Jahanara Begum: The Forgotten Mughal Princess Who Designed Chandni Chowk

DELHI :

She was one of the most powerful women of medieval India, a Mughal princess like no other. And yet, her extraordinary story remains lost in the pages of history.

In an unassuming part of India’s capital city, amidst winding alleys lined with attar and chadar sellers, lies the 800-year-old dargah of Hazrat Nizamuddin Auliya—one of the most revered saints in Sufism. From dusk to dawn, thousands of devotees throng this bustling complex to pay their respects.

Yet, few know that Delhi’s most famous Sufi shrine is also home to the tomb of one of the most powerful women of medieval India, Jahanara Begum.

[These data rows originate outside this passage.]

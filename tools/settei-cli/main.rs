use clap::{Parser, Subcommand};
use itertools::Itertools;
use settei::overrides::decode_override_id;
use settei::prelude::*;
use settei::schema::NoTypeInformation;
use std::fs;
use std::sync::Arc;
use std::time::Instant;

/// Node schema and input override tooling
#[derive(Parser, Debug)]
#[command(version, about, long_about = None)]
struct Cli {
    #[command(subcommand)]
    command: Command,
}

#[derive(Subcommand, Debug)]
enum Command {
    /// Apply an override file to a graph and print (or write) the updated graph
    Apply {
        /// Path to the definition set JSON file
        definitions_path: String,
        /// Path to the graph JSON file
        graph_path: String,
        /// Path to the override file
        overrides_path: String,
        /// Write the updated graph here instead of printing it
        #[arg(short, long)]
        output: Option<String>,
    },
    /// Print the effective condition of every input of a schema
    Conditions {
        /// Path to the definition set JSON file
        definitions_path: String,
        /// The schema to inspect
        schema_id: String,
        /// Optional graph JSON file; with `--node`, reports which inputs are active
        #[arg(short, long, requires = "node")]
        graph: Option<String>,
        /// Id of the node in `--graph` whose input values are used
        #[arg(short, long)]
        node: Option<String>,
    },
    /// Build the override id of an input of a node
    Encode { node_id: String, input_id: u32 },
    /// Split an override id into its node id and input id
    Decode { override_id: String },
}

fn main() {
    env_logger::init();
    let cli = Cli::parse();

    match cli.command {
        Command::Apply {
            definitions_path,
            graph_path,
            overrides_path,
            output,
        } => run_apply(&definitions_path, &graph_path, &overrides_path, output),
        Command::Conditions {
            definitions_path,
            schema_id,
            graph,
            node,
        } => run_conditions(&definitions_path, &schema_id, graph, node),
        Command::Encode { node_id, input_id } => {
            let id = InputOverrideId::encode(&NodeId::from(node_id), InputId::new(input_id))
                .unwrap_or_else(|e| exit_with_error(&e.to_string()));
            println!("{}", id);
        }
        Command::Decode { override_id } => {
            let (node_id, input_id) = decode_override_id(&override_id)
                .unwrap_or_else(|e| exit_with_error(&e.to_string()));
            println!("node:  {}", node_id);
            println!("input: {}", input_id);
        }
    }
}

fn load_definitions(path: &str) -> (CategoryIndex, SchemaMap) {
    DefinitionSet::from_file(path)
        .unwrap_or_else(|e| exit_with_error(&format!("Failed to load definitions: {}", e)))
        .into_parts()
}

fn load_graph(path: &str) -> Graph {
    Graph::from_file(path).unwrap_or_else(|e| exit_with_error(&e.to_string()))
}

fn run_apply(definitions_path: &str, graph_path: &str, overrides_path: &str, output: Option<String>) {
    let start = Instant::now();
    let (_, schemas) = load_definitions(definitions_path);
    let mut graph = load_graph(graph_path);
    let overrides = OverrideFile::from_file(overrides_path)
        .unwrap_or_else(|e| exit_with_error(&e.to_string()));

    let report = apply_overrides(&overrides, &mut graph, &schemas)
        .unwrap_or_else(|e| exit_with_error(&format!("Overrides were not applied: {}", e)));

    let json = serde_json::to_string_pretty(&graph)
        .unwrap_or_else(|e| exit_with_error(&format!("Failed to serialize graph: {}", e)));
    match output {
        Some(path) => {
            fs::write(&path, json).unwrap_or_else(|e| {
                exit_with_error(&format!("Failed to write graph to '{}': {}", path, e))
            });
            println!("  -> Wrote updated graph to '{}'", path);
        }
        None => println!("{}", json),
    }

    eprintln!(
        "Applied {} override(s), {} unmatched, in {:?}",
        report.applied,
        report.unmatched,
        start.elapsed()
    );
}

fn run_conditions(
    definitions_path: &str,
    schema_id: &str,
    graph_path: Option<String>,
    node_id: Option<String>,
) {
    let (_, schemas) = load_definitions(definitions_path);
    let schema: &Arc<NodeSchema> = schemas
        .get_shared(&SchemaId::from(schema_id))
        .unwrap_or_else(|| exit_with_error(&format!("Unknown schema '{}'", schema_id)));

    let node_data = match (graph_path, node_id) {
        (Some(path), Some(id)) => {
            let graph = load_graph(&path);
            let node = graph.node(&NodeId::from(id.as_str())).cloned().unwrap_or_else(|| {
                exit_with_error(&format!("Node '{}' is not part of the graph", id))
            });
            Some(node.data)
        }
        _ => None,
    };

    let resolver = ConditionResolver::new();
    let conditions = resolver.resolve(schema);

    println!("Input conditions of '{}' ({}):", schema.name, schema.schema_id);
    for input in schema.inputs.iter().sorted_by_key(|input| input.id) {
        let rendered = match conditions.get(input.id) {
            Some(condition) => condition.to_string(),
            None if conditions.contains(input.id) => "always".to_string(),
            None => "not in layout".to_string(),
        };
        let state = node_data
            .as_ref()
            .map(|data| {
                if conditions.is_active(input.id, &data.input_data, &NoTypeInformation) {
                    " [active]"
                } else {
                    " [inactive]"
                }
            })
            .unwrap_or("");
        println!("  #{} {}: {}{}", input.id, input.label, rendered, state);
    }
}

fn exit_with_error(message: &str) -> ! {
    eprintln!("\nError: {}", message);
    std::process::exit(1);
}
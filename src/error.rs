use core::fmt;

/// Failures reported by rank- and position-addressed operations.
///
/// Absence of a key is not an error: key lookups and removals report it with
/// `Option`/`bool`, matching the standard collections. `Error` covers the two
/// conditions that must be surfaced rather than absorbed: a rank outside the
/// live range (never clamped) and a position whose node has been removed
/// (never read through).
#[derive(Clone, Copy, Debug, Eq, PartialEq)]
pub enum Error {
    /// A rank outside `[0, len)` was passed to a select-style operation.
    OutOfRange {
        /// The offending rank.
        rank: usize,
        /// The collection length at the time of the call.
        len: usize,
    },
    /// A position naming a removed node, or the past-the-end position where a
    /// live element was required.
    InvalidPosition,
}

impl fmt::Display for Error {
    fn fmt(&self, f: &mut fmt::Formatter<'_>) -> fmt::Result {
        match self {
            Error::OutOfRange { rank, len } => {
                write!(f, "rank {rank} is out of range for length {len}")
            }
            Error::InvalidPosition => f.write_str("position does not name a live element"),
        }
    }
}

impl core::error::Error for Error {}
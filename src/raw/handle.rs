use core::num::NonZero;

#[cfg(test)]
type RawHandle = u16;
#[cfg(not(test))]
type RawHandle = u32;

/// A stable reference to one arena slot.
///
/// A handle pairs a slot index with the generation the slot carried when the
/// element was allocated. Freeing a slot bumps its generation, so a handle to
/// a removed element can never alias a later occupant of the same slot; it is
/// rejected by [`Arena::try_get`](super::arena::Arena::try_get) instead.
#[derive(Clone, Copy, Debug, Eq, PartialEq)]
pub(crate) struct Handle {
    slot: NonZero<RawHandle>,
    generation: u32,
}

impl Handle {
    pub(crate) const MAX: usize = (RawHandle::MAX - 1) as usize;

    #[inline]
    pub(crate) const fn new(index: usize, generation: u32) -> Self {
        assert!(index <= Self::MAX, "`Handle::new()` - `index` > `Handle::MAX`!");
        // `index + 1` cannot be zero and cannot overflow.
        #[allow(clippy::cast_possible_truncation)]
        Self {
            slot: NonZero::new((index + 1) as RawHandle).unwrap(),
            generation,
        }
    }

    #[inline]
    pub(crate) const fn to_index(self) -> usize {
        (self.slot.get() - 1) as usize
    }

    #[inline]
    pub(crate) const fn generation(self) -> u32 {
        self.generation
    }
}
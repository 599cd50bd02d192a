use core::iter::FusedIterator;
use core::ops::Range;

/// A zero-based rank into the sorted order of a set or map.
///
/// # Examples
///
/// ```
/// use rank_tree::{Rank, RankMap};
///
/// let mut map = RankMap::new();
/// map.insert("a", 10);
/// map.insert("b", 20);
///
/// assert_eq!(map[Rank(0)], 10);
/// ```
#[derive(Clone, Copy, Debug, Eq, PartialEq, Ord, PartialOrd, Hash)]
pub struct Rank(pub usize);

/// A lazy sequence of every valid rank, `Rank(0)` up to `Rank(len - 1)` in
/// ascending order.
///
/// This `struct` is created by the `ranks` method on
/// [`RankSet`](crate::RankSet) and [`RankMap`](crate::RankMap). It is
/// computed from the length at the time of the call; call `ranks` again
/// after mutating to get a fresh sequence.
#[must_use = "iterators are lazy and do nothing unless consumed"]
#[derive(Clone, Debug)]
pub struct Ranks {
    inner: Range<usize>,
}

impl Ranks {
    pub(crate) fn new(len: usize) -> Self {
        Self { inner: 0..len }
    }
}

impl Iterator for Ranks {
    type Item = Rank;

    fn next(&mut self) -> Option<Rank> {
        self.inner.next().map(Rank)
    }

    fn size_hint(&self) -> (usize, Option<usize>) {
        self.inner.size_hint()
    }
}

impl DoubleEndedIterator for Ranks {
    fn next_back(&mut self) -> Option<Rank> {
        self.inner.next_back().map(Rank)
    }
}

impl ExactSizeIterator for Ranks {}
impl FusedIterator for Ranks {}
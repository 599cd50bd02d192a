use crate::raw::Handle;

/// An opaque, stable reference to one element of a set or map.
///
/// A position names a node, not a rank: it stays valid while that node is
/// alive, no matter how rotations or other insertions and removals reshape
/// the tree around it, and it keeps working across copy-on-write promotion
/// (cloned storage preserves position topology). It is invalidated only by
/// the removal of the element it names; dereferencing it afterwards is
/// detected and reported as [`Error::InvalidPosition`](crate::Error), never
/// answered from recycled storage.
///
/// The special past-the-end position ([`RankSet::end_position`] /
/// [`RankMap::end_position`]) is usable as an exclusive erase-window boundary
/// but holds no element.
///
/// Positions are only meaningful for the collection family (the original and
/// its clones) that produced them; using one with an unrelated collection
/// gives an unspecified, but memory-safe, result.
///
/// [`RankSet::end_position`]: crate::RankSet::end_position
/// [`RankMap::end_position`]: crate::RankMap::end_position
#[derive(Clone, Copy, Debug, Eq, PartialEq)]
pub struct Position(pub(crate) Handle);
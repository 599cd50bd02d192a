use core::ops::Index;

use super::RankSet;
use crate::comparator::Comparator;
use crate::error::Error;
use crate::order_statistic::{Rank, Ranks};
use crate::position::Position;

impl<T, C> RankSet<T, C> {
    /// Returns the element at position `rank` in sorted order.
    ///
    /// The rank is zero-based. Returns `None` if `rank` is out of bounds.
    ///
    /// # Complexity
    ///
    /// O(log n)
    ///
    /// # Examples
    ///
    /// ```
    /// use rank_tree::RankSet;
    ///
    /// let set = RankSet::from([10, 20, 30]);
    /// assert_eq!(set.get_by_rank(1), Some(&20));
    /// assert!(set.get_by_rank(3).is_none());
    /// ```
    #[must_use]
    pub fn get_by_rank(&self, rank: usize) -> Option<&T> {
        let handle = self.tree.select(rank).ok()?;
        Some(self.tree.item(handle))
    }

    /// Returns a lazy sequence of every valid rank, `Rank(0)` up to
    /// `Rank(len - 1)` in ascending order.
    ///
    /// The sequence is computed from the length at the time of the call;
    /// call `ranks` again after mutating the set for a fresh sequence.
    ///
    /// # Examples
    ///
    /// ```
    /// use rank_tree::{Rank, RankSet};
    ///
    /// let set = RankSet::from([5, 3, 8]);
    /// let sorted: Vec<i32> = set.ranks().map(|rank| set[rank]).collect();
    /// assert_eq!(sorted, [3, 5, 8]);
    /// ```
    pub fn ranks(&self) -> Ranks {
        Ranks::new(self.len())
    }

    /// Returns the position of the first (least) element, if any.
    #[must_use]
    pub fn first_position(&self) -> Option<Position> {
        let handle = self.tree.first();
        (handle != self.tree.nil()).then_some(Position(handle))
    }

    /// Returns the position of the last (greatest) element, if any.
    #[must_use]
    pub fn last_position(&self) -> Option<Position> {
        let handle = self.tree.last();
        (handle != self.tree.nil()).then_some(Position(handle))
    }

    /// Returns the past-the-end position.
    ///
    /// It never holds an element (dereferencing it is an error), but it is
    /// the natural exclusive upper boundary for
    /// [`erase_span_if`](RankSet::erase_span_if).
    #[must_use]
    pub fn end_position(&self) -> Position {
        Position(self.tree.nil())
    }

    /// Returns the element at `position`.
    ///
    /// # Errors
    ///
    /// [`Error::InvalidPosition`] if the element named by `position` has
    /// been removed, or if `position` is the past-the-end position.
    pub fn get_at(&self, position: Position) -> Result<&T, Error> {
        let handle = self.tree.resolve(position.0)?;
        Ok(self.tree.item(handle))
    }

    /// Returns the current rank of the element at `position`.
    ///
    /// Ranks shift as elements are inserted and removed around a position;
    /// the position itself stays pinned to its element.
    ///
    /// # Complexity
    ///
    /// O(log n), computed from the size augmentation rather than by
    /// traversal.
    ///
    /// # Errors
    ///
    /// [`Error::InvalidPosition`] if the element named by `position` has
    /// been removed, or if `position` is the past-the-end position.
    pub fn rank_of_position(&self, position: Position) -> Result<usize, Error> {
        let handle = self.tree.resolve(position.0)?;
        Ok(self.tree.rank_of_node(handle))
    }
}

impl<T, C: Comparator<T>> RankSet<T, C> {
    /// Returns the zero-based rank of `value` in sorted order, or `None` if
    /// the value is not present.
    ///
    /// # Complexity
    ///
    /// O(log n)
    ///
    /// # Examples
    ///
    /// ```
    /// use rank_tree::RankSet;
    ///
    /// let set = RankSet::from([10, 20]);
    ///
    /// assert_eq!(set.rank_of(&20), Some(1));
    /// assert_eq!(set.rank_of(&15), None);
    /// ```
    #[must_use]
    pub fn rank_of(&self, value: &T) -> Option<usize> {
        let handle = self.find(value)?;
        Some(self.tree.rank_of_node(handle))
    }

    /// Returns the position of the stored element equal to `value`, if any.
    ///
    /// The returned position stays valid until that element is removed, no
    /// matter how the set is reshaped around it.
    ///
    /// # Examples
    ///
    /// ```
    /// use rank_tree::RankSet;
    ///
    /// let mut set = RankSet::from([10, 20, 30]);
    /// let position = set.position_of(&20).unwrap();
    ///
    /// set.insert(15);
    /// assert_eq!(set.get_at(position), Ok(&20));
    /// assert_eq!(set.rank_of_position(position), Ok(2));
    /// ```
    #[must_use]
    pub fn position_of(&self, value: &T) -> Option<Position> {
        self.find(value).map(Position)
    }
}

impl<T: Clone, C: Comparator<T> + Clone> RankSet<T, C> {
    /// Removes and returns the element at position `rank` in sorted order.
    ///
    /// # Complexity
    ///
    /// O(log n): a single select-and-remove pass over the size
    /// augmentation, not a traversal.
    ///
    /// # Errors
    ///
    /// [`Error::OutOfRange`] if `rank >= len`; the set is left unchanged and
    /// the rank is never clamped.
    ///
    /// # Examples
    ///
    /// ```
    /// use rank_tree::RankSet;
    ///
    /// let mut set = RankSet::from([5, 3, 8, 1, 4]);
    /// assert_eq!(set.remove_by_rank(0), Ok(1));
    /// assert_eq!(set.get_by_rank(0), Some(&3));
    /// assert!(set.remove_by_rank(4).is_err());
    /// ```
    pub fn remove_by_rank(&mut self, rank: usize) -> Result<T, Error> {
        // Validate against the shared tree first so a bad rank never
        // triggers a copy-on-write clone.
        self.tree.select(rank)?;
        self.tree_mut().remove_by_rank(rank)
    }

    /// Removes and returns the element at `position`.
    ///
    /// # Errors
    ///
    /// [`Error::InvalidPosition`] if the element named by `position` has
    /// already been removed, or if `position` is the past-the-end position.
    /// A stale position is detected, never read through; the set is left
    /// unchanged and no copy-on-write promotion happens.
    ///
    /// # Examples
    ///
    /// ```
    /// use rank_tree::{Error, RankSet};
    ///
    /// let mut set = RankSet::from([1, 2, 3]);
    /// let position = set.position_of(&2).unwrap();
    ///
    /// assert_eq!(set.remove_at(position), Ok(2));
    /// assert_eq!(set.remove_at(position), Err(Error::InvalidPosition));
    /// assert_eq!(set.len(), 2);
    /// ```
    pub fn remove_at(&mut self, position: Position) -> Result<T, Error> {
        self.tree.resolve(position.0)?;
        Ok(self.tree_mut().remove_node(position.0))
    }

    /// Applies `pred` to every element in the in-order window
    /// `[start, end)`, removing the elements for which it returns `true`.
    /// Returns the number of removals.
    ///
    /// Boundaries are positions, not keys: the window stays coherent even
    /// when `pred` removes the element at `start` itself. `end` is
    /// exclusive and may be [`end_position`](RankSet::end_position).
    ///
    /// # Complexity
    ///
    /// O(w log n) for a window of w elements.
    ///
    /// # Errors
    ///
    /// [`Error::InvalidPosition`] if either boundary names a removed
    /// element, or if `start` comes after `end` in order (a reversed
    /// window); the set is left unchanged.
    ///
    /// # Examples
    ///
    /// ```
    /// use rank_tree::RankSet;
    ///
    /// let mut set = RankSet::from([1, 2, 3, 4, 5, 6]);
    /// let start = set.position_of(&2).unwrap();
    /// let end = set.position_of(&5).unwrap();
    ///
    /// // Removes 2 and 4; 5 is outside the half-open window.
    /// assert_eq!(set.erase_span_if(start, end, |v| v % 2 == 0), Ok(2));
    /// assert_eq!(set.iter().copied().collect::<Vec<_>>(), [1, 3, 5, 6]);
    /// ```
    pub fn erase_span_if<F>(&mut self, start: Position, end: Position, pred: F) -> Result<usize, Error>
    where
        F: FnMut(&T) -> bool,
    {
        self.tree.resolve_boundary(start.0)?;
        self.tree.resolve_boundary(end.0)?;
        if self.tree.boundary_rank(start.0) > self.tree.boundary_rank(end.0) {
            return Err(Error::InvalidPosition);
        }
        Ok(self.tree_mut().erase_span_if(start.0, end.0, pred))
    }
}

/// Indexes into the set by rank.
///
/// # Panics
///
/// Panics if `rank` is out of bounds.
///
/// # Examples
///
/// ```
/// use rank_tree::{Rank, RankSet};
///
/// let set = RankSet::from([10, 20, 30]);
/// assert_eq!(set[Rank(1)], 20);
/// ```
impl<T, C> Index<Rank> for RankSet<T, C> {
    type Output = T;

    fn index(&self, rank: Rank) -> &Self::Output {
        self.get_by_rank(rank.0).expect("rank out of bounds")
    }
}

A writer, poet, painter and the architect of Delhi’s famous Chandni Chowk, Jahanara was a Mughal princess like no other.

Portraits of Jahanara Begum. Source: Wikimedia Commons
Portraits of Jahanara Begum. Source: Wikimedia Commons

This is her story.

The eldest child of Emperor Shah Jahan and his favourite wife, Mumtaz Mahal, Jahanara was born in Ajmer in 1614. Growing up in one of the richest and most splendid empires in the world, the young princess spent her childhood in opulent palaces, humming with family feuds, battle intrigues, royal bequests and harem politics.

As such, she was well-versed in statecraft by the time she was a teenager.

Soon after, Jahanara was appointed Begum Sahib (Princess of Princesses) by her doting parents. She would often spend her evenings playing chess with Shah Jahan, understanding the workings of the royal household, and helping her father plan the reconstruction of other palaces.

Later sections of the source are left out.